Present and future therapeutic strategies for melioidosis and glanders.

机构信息

Department of Microbiology and Immunology, Department of Pathology and The Sealy Center for Vaccine Development, University of Texas Medical Branch, Galveston, TX 77555-1070, USA.

出版信息

Expert Rev Anti Infect Ther. 2010 Mar;8(3):325-38. doi: 10.1586/eri.10.4.

DOI:10.1586/eri.10.4
PMID:20192686
原文链接:https://pmc.ncbi.nlm.nih.gov/articles/PMC2856610/
Abstract

Burkholderia pseudomallei and Burkholderia mallei are the causative agents of melioidosis and glanders, respectively. Both Gram-negative pathogens are endemic in many parts of the world. Although natural acquisition of these pathogens is rare in the majority of countries, these bacteria have recently gained much interest because of their potential as bioterrorism agents. In modern times, their potential destructive impact on public health has escalated owing to the ability of these pathogens to cause opportunistic infections in diabetic and perhaps otherwise immunocompromised people, two growing populations worldwide. For both pathogens, severe infection in humans carries a high mortality rate, both species are recalcitrant to antibiotic therapy - B. pseudomallei more so than B. mallei - and no licensed vaccine exists for either prophylactic or therapeutic use.
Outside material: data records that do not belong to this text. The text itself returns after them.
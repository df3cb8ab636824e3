use super::*;

#[test]
fn form_field_names_map_to_icons() {
    assert_eq!(icon_for_field("fullName"), Some(IconKind::User));
    assert_eq!(icon_for_field("phoneNumber"), Some(IconKind::Phone));
    assert_eq!(icon_for_field("serviceType"), Some(IconKind::Truck));
    assert_eq!(icon_for_field("email"), Some(IconKind::Mail));
    assert_eq!(icon_for_field("message"), Some(IconKind::Message));
    assert_eq!(icon_for_field("trackingNumber"), Some(IconKind::MapPin));
}

#[test]
fn unknown_field_has_no_icon() {
    assert_eq!(icon_for_field("company"), None);
    assert_eq!(icon_for_field(""), None);
}

#[test]
fn every_icon_has_path_data() {
    let all = [
        IconKind::User,
        IconKind::Phone,
        IconKind::Truck,
        IconKind::Mail,
        IconKind::Message,
        IconKind::MapPin,
        IconKind::ArrowUpRight,
        IconKind::ExternalLink,
        IconKind::ChevronDown,
        IconKind::Check,
    ];
    for kind in all {
        assert!(kind.paths().iter().all(|d| !d.is_empty()), "{kind:?}");
    }
}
The potential malicious use of these organisms has accelerated the investigation of new ways to prevent and to treat the diseases. The availability of several B. pseudomallei and B. mallei genome sequences has greatly facilitated target identification and development of new therapeutics. This review provides a compilation of literature covering studies in antimelioidosis and antiglanders antimicrobial drug discovery, with a particular focus on potential novel therapeutic approaches to combat these diseases.

摘要

类鼻疽伯克霍尔德菌和鼻疽伯克霍尔德菌分别是类鼻疽和鼻疽的病原体。这两种革兰氏阴性病原体在世界上许多地区都有地方性流行。尽管在大多数国家,这些病原体的自然感染很少见,但由于它们可能被用作生物恐怖主义制剂,这些细菌最近引起了广泛关注。在现代,由于这些病原体能够在糖尿病患者和可能免疫功能低下的人中引起机会性感染,而糖尿病患者和可能免疫功能低下的人群在全球范围内不断增加,这些病原体对公众健康的潜在破坏性影响加剧了。对于这两种病原体,人类的严重感染都有很高的死亡率,这两种病原体对抗生素治疗都有耐药性——类鼻疽伯克霍尔德菌比鼻疽伯克霍尔德菌更耐药——而且都没有针对预防或治疗用途的许可疫苗。这些生物体的恶意使用加速了对预防和治疗这些疾病的新方法的研究。几个类鼻疽伯克霍尔德菌和鼻疽伯克霍尔德菌基因组序列的可用性极大地促进了靶标鉴定和新疗法的开发。这篇综述提供了一份涵盖抗类鼻疽和抗鼻疽抗菌药物发现研究的文献汇编,特别关注了对抗这些疾病的潜在新治疗方法。